# Vauxhall Scrap Yard, A30, North of Exeter



## Scrub2000 (Dec 15, 2008)

Weird one this.... found by luck and went with Scotty. We had been thinking of taking pics of rusting cars for a while. This fit the bill. Lovely colours.

As you can see most are Vauxhalls. I used the 35mm film for this again. Happy with the result.







Can you spot the car?










Battery










Nice block





Anyone name the made and model of this car????










Cheers, and again over to you Scotty.


----------



## krela (Dec 15, 2008)

Scrub2000 said:


> Anyone name the made and model of this car????

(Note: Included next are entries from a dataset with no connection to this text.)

//! Market bar and tick persistence on versioned time-series tables.
//!
//! Records are grouped into series keyed by symbol, exchange and (for bars)
//! interval. Each series is one table in the `market-store-core` engine;
//! saves upsert by timestamp and refresh a small overview stored as table
//! metadata, so listing what is stored never scans row data.
//!
//! [`Database`] is the blocking entry point; [`store::SeriesStore`] exposes
//! the same operations asynchronously.

pub mod constant;
pub mod database;
pub mod error;
pub mod key;
pub mod object;
pub mod overview;
mod runtime;
pub mod schema;
pub mod settings;
pub mod store;

pub use constant::{Exchange, Interval};
pub use database::{Database, MarketDatabase};
pub use error::{StoreError, StoreResult};
pub use key::{KeyError, SeriesKey, derive_key};
pub use object::{BarData, BarOverview, SeriesOverview, TickData, TickOverview};
pub use settings::DatabaseSettings;
pub use store::{BarStore, SeriesStore, TickStore};
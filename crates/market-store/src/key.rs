//! Storage keys: the single mapping from (symbol, exchange, interval) to a
//! table name.
//!
//! Table names are `symbol@EXCHANGE` for ticks and `symbol@EXCHANGE@interval`
//! for bars. Exchange and interval codes never contain `@`, and symbols are
//! rejected when they do, so every name parses back to exactly one key.
use std::fmt;

use snafu::prelude::*;

use crate::constant::{Exchange, Interval, ParseCodeError};

/// Separator between the parts of a table name.
pub const KEY_DELIMITER: char = '@';

/// Reasons a symbol or table name cannot form a key.
#[derive(Debug, Clone, PartialEq, Eq, Snafu)]
#[snafu(visibility(pub(crate)))]
pub enum KeyError {
    /// The symbol would produce an ambiguous or unsafe table name.
    #[snafu(display("Invalid symbol {symbol:?}: {reason}"))]
    InvalidSymbol {
        symbol: String,
        reason: &'static str,
    },

    /// The table name does not have the `symbol@EXCHANGE[@interval]` shape.
    #[snafu(display("Malformed table name {name:?}"))]
    MalformedName { name: String },

    /// A code inside the table name is unknown.
    #[snafu(display("Table name {name:?}: {source}"))]
    UnknownCode {
        name: String,
        source: ParseCodeError,
    },
}

fn validate_symbol(symbol: &str) -> Result<(), KeyError> {
    let reason = if symbol.is_empty() {
        Some("empty")
    } else if symbol.trim_matches('.').is_empty() {
        Some("dot-only")
    } else if symbol.starts_with('.') {
        Some("leading dot")
    } else if symbol.contains(KEY_DELIMITER) {
        Some("contains the key delimiter '@'")
    } else if symbol.contains(['/', '\\']) {
        Some("contains a path separator")
    } else if symbol.chars().any(char::is_control) {
        Some("contains a control character")
    } else {
        None
    };
    match reason {
        Some(reason) => InvalidSymbolSnafu { symbol, reason }.fail(),
        None => Ok(()),
    }
}

/// Identity of one stored series.
#[derive(Debug, Clone, PartialEq, Eq, Hash, PartialOrd, Ord)]
pub struct SeriesKey {
    symbol: String,
    exchange: Exchange,
    interval: Option<Interval>,
}

impl SeriesKey {
    /// Build a key, validating the symbol.
    pub fn new(
        symbol: impl Into<String>,
        exchange: Exchange,
        interval: Option<Interval>,
    ) -> Result<Self, KeyError> {
        let symbol = symbol.into();
        validate_symbol(&symbol)?;
        Ok(Self {
            symbol,
            exchange,
            interval,
        })
    }

    /// Key of a bar series.
    pub fn bar(
        symbol: impl Into<String>,
        exchange: Exchange,
        interval: Interval,
    ) -> Result<Self, KeyError> {
        Self::new(symbol, exchange, Some(interval))
    }

    /// Key of a tick series.
    pub fn tick(symbol: impl Into<String>, exchange: Exchange) -> Result<Self, KeyError> {
        Self::new(symbol, exchange, None)
    }

    pub fn symbol(&self) -> &str {
        &self.symbol
    }

    pub fn exchange(&self) -> Exchange {
        self.exchange
    }

    pub fn interval(&self) -> Option<Interval> {
        self.interval
    }

    /// Canonical table name of this key.
    pub fn table_name(&self) -> String {
        match self.interval {
            Some(interval) => format!(
                "{}{KEY_DELIMITER}{}{KEY_DELIMITER}{}",
                self.symbol, self.exchange, interval
            ),
            None => format!("{}{KEY_DELIMITER}{}", self.symbol, self.exchange),
        }
    }

    /// Inverse of [`SeriesKey::table_name`].
    pub fn parse_table_name(name: &str) -> Result<Self, KeyError> {
        let parts: Vec<&str> = name.split(KEY_DELIMITER).collect();
        let (symbol, exchange, interval) = match parts.as_slice() {
            [symbol, exchange] => (*symbol, *exchange, None),
            [symbol, exchange, interval] => (*symbol, *exchange, Some(*interval)),
            _ => return MalformedNameSnafu { name }.fail(),
        };
        let exchange = exchange
            .parse::<Exchange>()
            .context(UnknownCodeSnafu { name })?;
        let interval = interval
            .map(str::parse::<Interval>)
            .transpose()
            .context(UnknownCodeSnafu { name })?;
        Self::new(symbol, exchange, interval)
    }
}

impl fmt::Display for SeriesKey {
    fn fmt(&self, f: &mut fmt::Formatter<'_>) -> fmt::Result {
        f.write_str(&self.table_name())
    }
}

/// Derive the storage key of a series.
pub fn derive_key(
    symbol: &str,
    exchange: Exchange,
    interval: Option<Interval>,
) -> Result<SeriesKey, KeyError> {
    SeriesKey::new(symbol, exchange, interval)
}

Vauxhall Senator/Carlton Estate?


----------



## Scrub2000 (Dec 15, 2008)

Yea that's my guess. I don't know for sure. Pretty well burnt out too!


----------



## Scotty (Dec 15, 2008)

Funky little site.
I'd like to go back.

here is some of my pics.


----------



## Fraz13 (Dec 15, 2008)

I love places like this.

The estate car is a Renault 21


----------



## Pip (Dec 15, 2008)

Nice pics Scrub2000 & Scotty....... some nice colours.

Not sure about the anal beads in Scotty's 5th pic though  not something I'd advertise 



Pip


----------



## kernowexpeditionary (Dec 15, 2008)

Pip said:


> Not sure about the anal beads in Scotty's 5th pic though  not something I'd advertise
> 
> 
> 
> Pip




scottys anal beads....u have to feel sorry for scrub going with him


----------



## lanny (Dec 16, 2008)

i thought mk2 granada estate but im now thinking it is a renault because of the way the bonnet hinges , i give up


----------



## RichardB (Dec 16, 2008)

Renault Savanna I'd say. Either a 1.7 petrol or 1.9 diesel.


----------



## Seahorse (Dec 16, 2008)




----------



## huggles (Dec 16, 2008)

Now the anoraky stuff is over.

What film did you use and where did you get it processed? 
I ask because I've had enough of my local branch of Click fecking up my films and also they just raised their prices... And, shockingly, the attractive girl appears to no longer work there! So I'm always interested in hearing of good places.


----------



## krela (Dec 16, 2008)

huggles said:


> Now the anoraky stuff is over.
> 
> What film did you use and where did you get it processed?
> I ask because I've had enough of my local branch of Click fecking up my films and also they just raised their prices... And, shockingly, the attractive girl appears to no longer work there! So I'm always interested in hearing of good places.



If you're talking about klick photopoint shops you wont be going there anyway, they went bust 2 weeks ago.


----------



## Scrub2000 (Dec 16, 2008)

Fraz13 said:


> I love places like this.
> 
> The estate car is a Renault 21




Ah renault 21 - That's the one I think...well done!
http://upload.wikimedia.org/wikipedia/commons/9/95/Renault_21_Nevada_front_20080130.jpg

For the film processing, I have been going to Tesco...which is cheap but the quality is a little hit and miss.

The best film I've used is a FujiFilm ASA 100, the worst was Tesco 400! 

This set was using Kodak 200's...


----------



## huggles (Dec 16, 2008)

krela said:


> If you're talking about klick photopoint shops you wont be going there anyway, they went bust 2 weeks ago.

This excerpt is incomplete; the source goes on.